For moral choices to mean something in a game, there have to be motivations, there have to be expectations, and there have to be consequences. Somehow, there has to be an easy connection that players can draw between “I want to do X,” to “I want Y to happen,” to “and then Z came about.”

One way that can be handled is by creating a variable that increases when a player character performs action A, and decreases when a player character performs action B. That’s a “karma meter.” Never mind that karma is a complex philosophical concept intended to bear consequences over multiple lifetimes.

Perhaps if a game would “reincarnate” a character every time they died, with different circumstances effecting their respawn based on their choices as a player character. I mean, games do have the tendency to kill the character a lot, and a necessity for save-scumming tends to create a negative impact on the overall play experience.

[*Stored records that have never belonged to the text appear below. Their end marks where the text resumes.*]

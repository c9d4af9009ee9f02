//! Credential store trait definition.

use async_trait::async_trait;

use crate::error::StorageError;

/// Source of stored password hashes.
#[async_trait]
pub trait CredentialStore: Send + Sync {
    /// Get the password hash (PHC string) stored for `username`.
    ///
    /// Returns `Ok(None)` if the user does not exist.
    async fn password_hash(&self, username: &str) -> Result<Option<String>, StorageError>;
}
//! Bearer token gate.
//!
//! Framework-independent: takes the raw `Authorization` header value and
//! returns the [`Principal`] or a rejection. The HTTP layer turns a
//! rejection into a 401 using [`AuthError::client_message`].

use std::sync::Arc;

use tracing::{debug, warn};

use crate::claims::now_unix;
use crate::context::Principal;
use crate::error::AuthError;
use crate::verifier::TokenVerifier;

const BEARER_SCHEME: &str = "Bearer";

/// Authenticates requests for one protected service.
#[derive(Debug, Clone)]
pub struct AuthGate {
    verifier: Arc<TokenVerifier>,
    service: String,
    trusted_issuer: String,
}

impl AuthGate {
    /// Creates a gate accepting tokens for `service` issued by
    /// `trusted_issuer`.
    pub fn new(
        verifier: Arc<TokenVerifier>,
        service: impl Into<String>,
        trusted_issuer: impl Into<String>,
    ) -> Self {
        Self {
            verifier,
            service: service.into(),
            trusted_issuer: trusted_issuer.into(),
        }
    }

    /// Returns the service this gate protects.
    pub fn service(&self) -> &str {
        &self.service
    }

    /// Authenticates a request from its `Authorization` header.
    pub fn authenticate(&self, authorization: Option<&str>) -> Result<Principal, AuthError> {
        self.authenticate_at(authorization, now_unix())
    }

    /// Authenticates as if the current time were `now`.
    pub fn authenticate_at(
        &self,
        authorization: Option<&str>,
        now: u64,
    ) -> Result<Principal, AuthError> {
        let header = authorization.ok_or(AuthError::MissingHeader)?;
        let token = bearer_token(header).ok_or(AuthError::InvalidBearerFormat)?;

        let claims = self
            .verifier
            .verify_at(token, &self.service, &self.trusted_issuer, now)
            .map_err(|e| {
                warn!(service = %self.service, reason = %e, "Rejected bearer token");
                AuthError::InvalidToken(e)
            })?;

        debug!(service = %self.service, sub = %claims.sub, "Authenticated request");
        Ok(Principal::from(claims))
    }
}

/// Extracts `<token>` from exactly `Bearer <token>`.
fn bearer_token(header: &str) -> Option<&str> {
    let (scheme, token) = header.split_once(' ')?;
    if scheme != BEARER_SCHEME || token.is_empty() || token.contains(' ') {
        return None;
    }
    Some(token)
}
//! # APR Auth
//!
//! Token-based authentication for the APR backend.
//!
//! ## Components
//!
//! - [`TokenIssuer`] - signs RS512 tokens for a subject and audience
//! - [`TokenVerifier`] - checks structure, algorithm, signature, expiry,
//!   audience and issuer, in that order
//! - [`AuthGate`] - turns an `Authorization` header into a [`Principal`]
//!
//! Issuer and verifier are independent; both are built from the keypair
//! managed by `apr-crypto`.

#![forbid(unsafe_code)]
#![warn(missing_docs)]

pub mod claims;
pub mod config;
pub mod context;
pub mod error;
pub mod gate;
pub mod issuer;
pub mod verifier;

pub use claims::ClaimSet;
pub use config::TokenConfig;
pub use context::Principal;
pub use error::{AuthError, SigningError, VerificationError};
pub use gate::AuthGate;
pub use issuer::TokenIssuer;
pub use verifier::{TokenVerifier, SIGNING_ALGORITHM};
//! Token issuance.

use apr_crypto::Keypair;
use jsonwebtoken::{encode, EncodingKey, Header};
use tracing::{debug, error};

use crate::claims::{now_unix, ClaimSet};
use crate::config::TokenConfig;
use crate::error::SigningError;
use crate::verifier::SIGNING_ALGORITHM;

/// Signs tokens with the service's private key.
///
/// Owns the only copy of the private key outside the key store. Safe to
/// share across threads; issuing takes `&self`.
pub struct TokenIssuer {
    key: EncodingKey,
    config: TokenConfig,
}

impl TokenIssuer {
    /// Creates an issuer from a keypair and token configuration.
    ///
    /// # Errors
    ///
    /// Returns [`SigningError::InvalidConfig`] for an unusable configuration
    /// and [`SigningError::InvalidKey`] if the key cannot be encoded.
    pub fn new(keypair: &Keypair, config: TokenConfig) -> Result<Self, SigningError> {
        config.validate()?;

        let der = keypair
            .private_key_der()
            .map_err(|e| SigningError::InvalidKey(e.to_string()))?;

        Ok(Self {
            key: EncodingKey::from_rsa_der(&der),
            config,
        })
    }

    /// Returns the issuer configuration.
    pub fn config(&self) -> &TokenConfig {
        &self.config
    }

    /// Issues a token for `subject`, valid for `audience`.
    ///
    /// An empty audience falls back to the configured default audience.
    pub fn issue(&self, subject: &str, audience: &str) -> Result<String, SigningError> {
        self.issue_at(subject, audience, now_unix())
    }

    /// Issues a token as if the current time were `issued_at`.
    pub fn issue_at(
        &self,
        subject: &str,
        audience: &str,
        issued_at: u64,
    ) -> Result<String, SigningError> {
        let claims = self.claims(subject, audience, issued_at);

        let token = encode(&Header::new(SIGNING_ALGORITHM), &claims, &self.key).map_err(|e| {
            error!(error = %e, "Token signing failed");
            SigningError::SigningFailed(e.to_string())
        })?;

        debug!(sub = %claims.sub, aud = ?claims.aud, exp = claims.exp, "Issued token");
        Ok(token)
    }

    fn claims(&self, subject: &str, audience: &str, issued_at: u64) -> ClaimSet {
        let audience = if audience.is_empty() {
            self.config.default_audience.clone()
        } else {
            audience.to_string()
        };

        ClaimSet {
            iss: self.config.issuer.clone(),
            sub: subject.to_string(),
            aud: vec![audience],
            iat: issued_at,
            exp: issued_at.saturating_add(self.config.validity.as_secs()),
        }
    }
}

impl std::fmt::Debug for TokenIssuer {
    fn fmt(&self, f: &mut std::fmt::Formatter<'_>) -> std::fmt::Result {
        f.debug_struct("TokenIssuer")
            .field("key", &"[REDACTED]")
            .field("config", &self.config)
            .finish()
    }
}
//! Shared handler state.

use std::sync::Arc;

use apr_auth::{AuthGate, TokenIssuer};
use apr_storage::CredentialStore;

/// State shared by every request.
///
/// Everything inside is immutable, so cloning per request is cheap and
/// needs no locking.
#[derive(Clone)]
pub struct AppState {
    /// Signs tokens on login and SSO.
    pub issuer: Arc<TokenIssuer>,
    /// Guards protected routes.
    pub gate: Arc<AuthGate>,
    /// Source of stored password hashes.
    pub credentials: Arc<dyn CredentialStore>,
}

impl AppState {
    /// Creates the application state.
    pub fn new(
        issuer: TokenIssuer,
        gate: AuthGate,
        credentials: impl CredentialStore + 'static,
    ) -> Self {
        Self {
            issuer: Arc::new(issuer),
            gate: Arc::new(gate),
            credentials: Arc::new(credentials),
        }
    }
}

…Anyway, another way to “judge” a character’s choices would be by tagging and grouping the game’s interactions — walking, running, jumping, swimming, climbing, chatting, trading, stealing, fighting, killing, and so forth. Then, create an objective, non-judgmental system wherein a player who steals receives a “thief” title.

Characters branded as “thieves” aren’t necessarily evil, just as “murderers” aren’t either. Murdering orcs or killing wolves in the wild might be seen by some characters as good, while it might be evil to others. Elves might praise you for killing orcs, but condemn you for killing wolves.

Some things get a messy around here, and bring into question my assertion about motivations, expectations, and consequences. Depending on how morality is implemented as a system in the game, it could be motivation-based, it could be consequences-based, it could be a combination, or it could be something else.

Cause-and-effect systems appear to be the best option in gaming because they’re straightforward. Like your basic quest system, you can expect to receive Rewards Y and Z at the end if you do Quest X.

At some point, the player character should be making a choice, “I will adhere to this moral system,” which indicates whether they are “good” or “evil” as a result of either succeeding or failing to follow the system they’ve decided upon.